## Task statement:
Go over the records and copy every line with the string "parts".

(Stored items)
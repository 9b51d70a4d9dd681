//! Release date normalization.
//!
//! CSV files mix US `M/D/YY(YY)` dates with ISO dates, spelled-out month
//! names and bare years. Anything that cannot be read degrades to
//! [`ReleaseDate::Unknown`], which sorts before every real date.

use chrono::{DateTime, NaiveDate, Utc};
use serde::{Serialize, Serializer};
use tracing::warn;

/// A parsed release date, or the sentinel for an unreadable one.
///
/// `Unknown` orders before every `Known` date.
#[derive(Debug, Clone, Copy, PartialEq, Eq, PartialOrd, Ord, Hash)]
pub enum ReleaseDate {
    Unknown,
    Known(NaiveDate),
}

impl ReleaseDate {
    /// Day zero of the reference calendar.
    pub fn epoch() -> NaiveDate {
        DateTime::<Utc>::UNIX_EPOCH.date_naive()
    }

    pub fn date(&self) -> Option<NaiveDate> {
        match self {
            Self::Known(date) => Some(*date),
            Self::Unknown => None,
        }
    }

    /// The date, with the sentinel shown as the epoch.
    pub fn or_epoch(&self) -> NaiveDate {
        self.date().unwrap_or_else(Self::epoch)
    }

    pub fn is_known(&self) -> bool {
        matches!(self, Self::Known(_))
    }

    /// Strictly later than `day`. The sentinel is never later.
    pub fn is_after(&self, day: NaiveDate) -> bool {
        matches!(self, Self::Known(date) if *date > day)
    }
}

impl Serialize for ReleaseDate {
    fn serialize<S: Serializer>(&self, serializer: S) -> Result<S::Ok, S::Error> {
        match self {
            Self::Known(date) => serializer.serialize_some(&date.format("%Y-%m-%d").to_string()),
            Self::Unknown => serializer.serialize_none(),
        }
    }
}

/// Formats tried after the US slash form, in order.
const FREE_FORM_FORMATS: &[&str] = &[
    "%Y-%m-%d",
    "%Y/%m/%d",
    "%B %d, %Y",
    "%B %d %Y",
    "%d %B %Y",
    "%d %B, %Y",
    "%m-%d-%Y",
];

/// Parse a raw `Release Date` value. Never fails.
pub fn parse_release_date(raw: Option<&str>) -> ReleaseDate {
    let Some(raw) = raw.map(str::trim).filter(|s| !s.is_empty()) else {
        return ReleaseDate::Unknown;
    };

    if raw.contains('/') {
        if let Some(date) = parse_us_slash_date(raw) {
            return ReleaseDate::Known(date);
        }
    }

    if let Some(date) = parse_free_form(raw) {
        return ReleaseDate::Known(date);
    }

    warn!(raw, "Unparseable release date, falling back to epoch sentinel");
    ReleaseDate::Unknown
}

/// `0..=49` become 20xx, `50..=99` become 19xx, anything else is kept.
pub fn expand_two_digit_year(year: i32) -> i32 {
    match year {
        0..=49 => 2000 + year,
        50..=99 => 1900 + year,
        _ => year,
    }
}

fn parse_us_slash_date(raw: &str) -> Option<NaiveDate> {
    let parts: Vec<&str> = raw.split('/').collect();
    let [month, day, year] = parts.as_slice() else {
        return None;
    };

    let month: u32 = month.trim().parse().ok()?;
    let day: u32 = day.trim().parse().ok()?;
    let year: i32 = year.trim().parse().ok()?;
    if year < 0 {
        return None;
    }

    NaiveDate::from_ymd_opt(expand_two_digit_year(year), month, day)
}

fn parse_free_form(raw: &str) -> Option<NaiveDate> {
    if let Ok(timestamp) = DateTime::parse_from_rfc3339(raw) {
        return Some(timestamp.date_naive());
    }

    if let Some(date) = FREE_FORM_FORMATS
        .iter()
        .find_map(|format| NaiveDate::parse_from_str(raw, format).ok())
    {
        return Some(date);
    }

    // "June 1984"
    if let Ok(date) = NaiveDate::parse_from_str(&format!("1 {raw}"), "%d %B %Y") {
        return Some(date);
    }

    // "1984"
    if raw.len() == 4 && raw.bytes().all(|b| b.is_ascii_digit()) {
        return NaiveDate::from_ymd_opt(raw.parse().ok()?, 1, 1);
    }

    None
}

#[cfg(test)]
mod tests {
    use super::*;

    fn known(y: i32, m: u32, d: u32) -> ReleaseDate {
        ReleaseDate::Known(NaiveDate::from_ymd_opt(y, m, d).unwrap())
    }

    #[test]
    fn test_empty_and_absent_are_sentinel() {
        assert_eq!(parse_release_date(None), ReleaseDate::Unknown);
        assert_eq!(parse_release_date(Some("")), ReleaseDate::Unknown);
        assert_eq!(parse_release_date(Some("   ")), ReleaseDate::Unknown);
    }

    #[test]
    fn test_us_slash_date() {
        assert_eq!(parse_release_date(Some("12/3/1976")), known(1976, 12, 3));
        assert_eq!(parse_release_date(Some("05/25/1977")), known(1977, 5, 25));
    }

    #[test]
    fn test_leap_day() {
        assert_eq!(parse_release_date(Some("2/29/2000")), known(2000, 2, 29));
    }

    #[test]
    fn test_non_leap_year_feb_29_is_sentinel() {
        assert_eq!(parse_release_date(Some("2/29/2001")), ReleaseDate::Unknown);
    }

    #[test]
    fn test_invalid_month_and_day_fall_through_to_sentinel() {
        assert_eq!(parse_release_date(Some("13/40/2020")), ReleaseDate::Unknown);
    }

    #[test]
    fn test_two_digit_year_pivot() {
        assert_eq!(parse_release_date(Some("1/1/49")), known(2049, 1, 1));
        assert_eq!(parse_release_date(Some("1/1/50")), known(1950, 1, 1));
        assert_eq!(parse_release_date(Some("6/22/84")), known(1984, 6, 22));
        assert_eq!(parse_release_date(Some("7/3/07")), known(2007, 7, 3));
    }

    #[test]
    fn test_negative_year_is_sentinel() {
        assert_eq!(parse_release_date(Some("1/1/-5")), ReleaseDate::Unknown);
        assert_eq!(parse_release_date(Some("6/15/-1979")), ReleaseDate::Unknown);
    }

    #[test]
    fn test_expand_two_digit_year_keeps_full_years() {
        assert_eq!(expand_two_digit_year(0), 2000);
        assert_eq!(expand_two_digit_year(99), 1999);
        assert_eq!(expand_two_digit_year(1984), 1984);
    }

    #[test]
    fn test_slash_with_year_first_uses_free_form() {
        assert_eq!(parse_release_date(Some("2020/12/25")), known(2020, 12, 25));
    }

    #[test]
    fn test_iso_date() {
        assert_eq!(parse_release_date(Some("2024-03-29")), known(2024, 3, 29));
    }

    #[test]
    fn test_rfc3339_timestamp() {
        assert_eq!(
            parse_release_date(Some("2023-12-01T00:00:00Z")),
            known(2023, 12, 1)
        );
    }

    #[test]
    fn test_month_name_formats() {
        assert_eq!(parse_release_date(Some("May 25, 1977")), known(1977, 5, 25));
        assert_eq!(parse_release_date(Some("Nov 3, 1954")), known(1954, 11, 3));
        assert_eq!(parse_release_date(Some("3 November 1954")), known(1954, 11, 3));
    }

    #[test]
    fn test_month_and_year_is_first_of_month() {
        assert_eq!(parse_release_date(Some("June 1984")), known(1984, 6, 1));
    }

    #[test]
    fn test_bare_year_is_january_first() {
        assert_eq!(parse_release_date(Some("2027")), known(2027, 1, 1));
    }

    #[test]
    fn test_garbage_is_sentinel() {
        assert_eq!(parse_release_date(Some("TBA")), ReleaseDate::Unknown);
        assert_eq!(parse_release_date(Some("a/b/c")), ReleaseDate::Unknown);
    }

    #[test]
    fn test_sentinel_orders_before_every_date() {
        let ancient = known(1, 1, 1);
        assert!(ReleaseDate::Unknown < ancient);
        assert!(known(1954, 11, 3) < known(2014, 5, 16));
    }

    #[test]
    fn test_sentinel_is_never_after() {
        assert!(!ReleaseDate::Unknown.is_after(NaiveDate::MIN));
        assert_eq!(ReleaseDate::Unknown.or_epoch(), ReleaseDate::epoch());
    }

    #[test]
    fn test_serialize() {
        assert_eq!(
            serde_json::to_value(known(1977, 5, 25)).unwrap(),
            serde_json::json!("1977-05-25")
        );
        assert_eq!(
            serde_json::to_value(ReleaseDate::Unknown).unwrap(),
            serde_json::Value::Null
        );
    }
}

## Reply:
    let parts: Vec<&str> = raw.split('/').collect();
    let [month, day, year] = parts.as_slice() else {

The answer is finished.